Finding efficient ways to test digital materials in industry, contract laboratories, and research institutions is becoming more urgent in light of the digital transformation in business and science. “The exponentially increasing use of artificial intelligence and the machine learning involved in it in all sectors of the German economy has also found its way into materials science and materials engineering,” explains Prof. Martina Zimmermann, who heads the Materials Characterization and Testing competence field at Fraunhofer IWS in Dresden. “We can use digitally recorded and structured materials data to achieve competitive advantages in everyday laboratory work and industrial companies.”
Popular Digital Lab Books
As a result, more and more materials science, biotechnology, and pharmaceutical companies and institutes are replacing their traditional paper lab notebooks, in which preparation steps, experimental results, and processes for producing materials and active ingredients used to be recorded by hand, with digital lab notebooks. “This digital documentation can speed up development projects. They also protect companies in warranty cases and help with potential patent disputes,” explains Dr. Jörg Bretschneider, who supervised the “DiWan” project at Fraunhofer IWS. “That’s why digital lab notebooks are currently a major trend topic.”

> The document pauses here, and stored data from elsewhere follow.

//! Hackathon Hub Storage - Persistence Gateway and TTL Caches
//!
//! Defines the record-level persistence abstraction the hub talks to, an
//! in-memory implementation used in development and tests, a deadline
//! wrapper for any gateway, and the TTL caches that sit in front of it.

pub mod cache;
pub mod gateway;
pub mod memory;
pub mod timed;

pub use cache::{
    CacheCollection, CacheEntry, CacheStats, CatalogueCache, CollectionSource, EntrySource,
};
pub use gateway::{Document, PersistenceGateway, Record, RecordKey};
pub use memory::InMemoryGateway;
pub use timed::TimedGateway;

In the future, these digital documentations can be further developed into AI-supported assistance and expert systems. The aim is to create digital knowledge repositories that materials researchers can use and expand. Such continuously expandable digital knowledge representations will take materials research and application to a new level.
Digital Assistance and Expert Systems Belong in the Curriculum
In practice, however, it makes sense not to proceed with the second step before the first – as DiWan has clarified. The introduction of digital lab notebooks should be prepared, carried out modularly, discussed with employees, and accompanied by further training. New working environments and special care in the structured recording and description of material data also need to be implemented. In addition, future assistance and expert systems must record data sets as completely as possible from the outset, be they text documents, empirical knowledge, measurement data, or metadata. Only a complete collection of all data will pave the way for future AI-supported data exploration. The project partners also advocate using digital assistance and expert systems in the curriculum for skilled worker training. At the same time, they warn against exaggerated expectations: Integrating digital tools into everyday laboratory work is time-consuming. As a result, the personnel costs in the laboratories may initially be higher than before.

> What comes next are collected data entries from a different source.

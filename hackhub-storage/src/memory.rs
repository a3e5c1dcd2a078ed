//! In-memory persistence gateway.
//!
//! Reference implementation of [`PersistenceGateway`] used by tests and
//! local runs. Rows keep their insertion order through monotonically
//! increasing row ids.

use async_trait::async_trait;
use hackhub_core::{RowId, StorageError, StorageResult};
use std::collections::HashMap;
use std::sync::atomic::{AtomicU64, Ordering};
use std::sync::{RwLock, RwLockReadGuard, RwLockWriteGuard};

use crate::gateway::{Document, PersistenceGateway, Record, RecordKey};

#[derive(Debug, Clone)]
struct StoredRow {
    row_id: RowId,
    document: Document,
}

type Collections = HashMap<String, HashMap<String, StoredRow>>;

/// In-memory gateway for testing and local development.
#[derive(Debug, Default)]
pub struct InMemoryGateway {
    collections: RwLock<Collections>,
    next_row_id: AtomicU64,
}

impl InMemoryGateway {
    pub fn new() -> Self {
        Self::default()
    }

    /// Number of rows in a collection.
    pub fn len(&self, collection: &str) -> StorageResult<usize> {
        Ok(self
            .read_guard()?
            .get(collection)
            .map(HashMap::len)
            .unwrap_or(0))
    }

    /// Whether a collection has no rows.
    pub fn is_empty(&self, collection: &str) -> StorageResult<bool> {
        self.len(collection).map(|n| n == 0)
    }

    fn read_guard(&self) -> StorageResult<RwLockReadGuard<'_, Collections>> {
        self.collections
            .read()
            .map_err(|_| StorageError::LockPoisoned)
    }

    fn write_guard(&self) -> StorageResult<RwLockWriteGuard<'_, Collections>> {
        self.collections
            .write()
            .map_err(|_| StorageError::LockPoisoned)
    }
}

#[async_trait]
impl PersistenceGateway for InMemoryGateway {
    async fn read_one(&self, key: &RecordKey) -> StorageResult<Option<Record>> {
        let collections = self.read_guard()?;
        Ok(collections
            .get(&key.collection)
            .and_then(|rows| rows.get(&key.id))
            .map(|row| Record::new(key.clone(), row.document.clone())))
    }

    async fn read_all(&self, collection: &str) -> StorageResult<Vec<Record>> {
        let collections = self.read_guard()?;
        let Some(rows) = collections.get(collection) else {
            return Ok(Vec::new());
        };

        let mut ordered: Vec<(&String, &StoredRow)> = rows.iter().collect();
        ordered.sort_by_key(|(_, row)| row.row_id);

        Ok(ordered
            .into_iter()
            .map(|(id, row)| {
                Record::new(
                    RecordKey::new(collection, id.clone()),
                    row.document.clone(),
                )
            })
            .collect())
    }

    async fn insert(&self, record: Record) -> StorageResult<RowId> {
        let mut collections = self.write_guard()?;
        let rows = collections.entry(record.key.collection.clone()).or_default();
        if rows.contains_key(&record.key.id) {
            return Err(StorageError::Conflict {
                collection: record.key.collection,
                id: record.key.id,
            });
        }

        let row_id = self.next_row_id.fetch_add(1, Ordering::SeqCst) + 1;
        rows.insert(
            record.key.id,
            StoredRow {
                row_id,
                document: record.document,
            },
        );
        Ok(row_id)
    }

    async fn update(&self, key: &RecordKey, fields: Document) -> StorageResult<()> {
        let mut collections = self.write_guard()?;
        let row = collections
            .get_mut(&key.collection)
            .and_then(|rows| rows.get_mut(&key.id))
            .ok_or_else(|| StorageError::NotFound {
                collection: key.collection.clone(),
                id: key.id.clone(),
            })?;

        for (field, value) in fields {
            row.document.insert(field, value);
        }
        Ok(())
    }
}

#[cfg(test)]
mod tests {
    use super::*;
    use serde_json::json;

    fn doc(value: serde_json::Value) -> Document {
        match value {
            serde_json::Value::Object(map) => map,
            _ => panic!("test documents must be objects"),
        }
    }

    #[tokio::test]
    async fn test_insert_read_one() {
        let gateway = InMemoryGateway::new();
        let key = RecordKey::new("events", "opening");

        let row_id = gateway
            .insert(Record::new(key.clone(), doc(json!({"title": "Opening"}))))
            .await
            .unwrap();
        assert_eq!(row_id, 1);

        let record = gateway.read_one(&key).await.unwrap().unwrap();
        assert_eq!(record.document["title"], json!("Opening"));
    }

    #[tokio::test]
    async fn test_read_one_missing() {
        let gateway = InMemoryGateway::new();
        let missing = gateway
            .read_one(&RecordKey::new("events", "nope"))
            .await
            .unwrap();
        assert!(missing.is_none());
    }

    #[tokio::test]
    async fn test_insert_duplicate_conflicts() {
        let gateway = InMemoryGateway::new();
        let key = RecordKey::new("events", "opening");

        gateway
            .insert(Record::new(key.clone(), Document::new()))
            .await
            .unwrap();
        let err = gateway
            .insert(Record::new(key, Document::new()))
            .await
            .unwrap_err();
        assert!(matches!(err, StorageError::Conflict { .. }));
    }

    #[tokio::test]
    async fn test_update_merges_fields() {
        let gateway = InMemoryGateway::new();
        let key = RecordKey::new("achievement_progress", "a:u");
        gateway
            .insert(Record::new(
                key.clone(),
                doc(json!({"achievementId": "a", "progress": 1})),
            ))
            .await
            .unwrap();

        gateway
            .update(&key, doc(json!({"progress": 2})))
            .await
            .unwrap();

        let record = gateway.read_one(&key).await.unwrap().unwrap();
        assert_eq!(record.document["progress"], json!(2));
        assert_eq!(record.document["achievementId"], json!("a"));
    }

    #[tokio::test]
    async fn test_update_missing_is_not_found() {
        let gateway = InMemoryGateway::new();
        let err = gateway
            .update(&RecordKey::new("events", "ghost"), Document::new())
            .await
            .unwrap_err();
        assert!(matches!(err, StorageError::NotFound { .. }));
    }

    #[tokio::test]
    async fn test_read_all_keeps_insertion_order() {
        let gateway = InMemoryGateway::new();
        for id in ["zeta", "alpha", "mid"] {
            gateway
                .insert(Record::new(RecordKey::new("events", id), Document::new()))
                .await
                .unwrap();
        }

        let ids: Vec<String> = gateway
            .read_all("events")
            .await
            .unwrap()
            .into_iter()
            .map(|r| r.key.id)
            .collect();
        assert_eq!(ids, vec!["zeta", "alpha", "mid"]);
        assert_eq!(gateway.len("events").unwrap(), 3);
        assert!(gateway.is_empty("locations").unwrap());
    }
}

DiWan Findings Contributed to “Winter School”
The Fraunhofer experts want to incorporate these and other experiences into their consulting services. Digital lab books currently available for materials science and engineering were already presented during the “Winter School” of the “National Research Data Infrastructure for Materials Science & Engineering” (NFDI MatWerk) and the Research Training Group (RTG) 2868 of the Technische Universität Dresden. Competence area manager Martina Zimmermann is also contributing her experience from the DiWan project to the ongoing activities of the NFDI MatWerk. She acts as co-spokesperson in the “Task Area Community Interaction” working group.
In addition to the Fraunhofer IWS, the Dresden University of Technology, imq-Ingenieurbetrieb für Materialprüfung, Qualitätssicherung und Schweißtechnik GmbH, IMA Materialforschung und Anwendungstechnik GmbH (Applus+ IMA), the testing machine manufacturer Hegewald und Peschke Meß- und Prüftechnik GmbH and the software developer Labforward were involved in the DiWan project itself.
Video: Project Diwan – Digital Transformation in Materials Testing
The Fraunhofer IWS has been a leading researcher in the field of materials characterization and testing for decades. Together with research and industry partners, the institute is currently driving digitalization in materials science in the DiWan project (“Digital transformation in materials testing“).
The project was funded by the German Federal Ministry of Education and Research on the basis of a resolution of the German Bundestag and with financial support from the European Social Fund (ESF) under the grand number 02L18B560.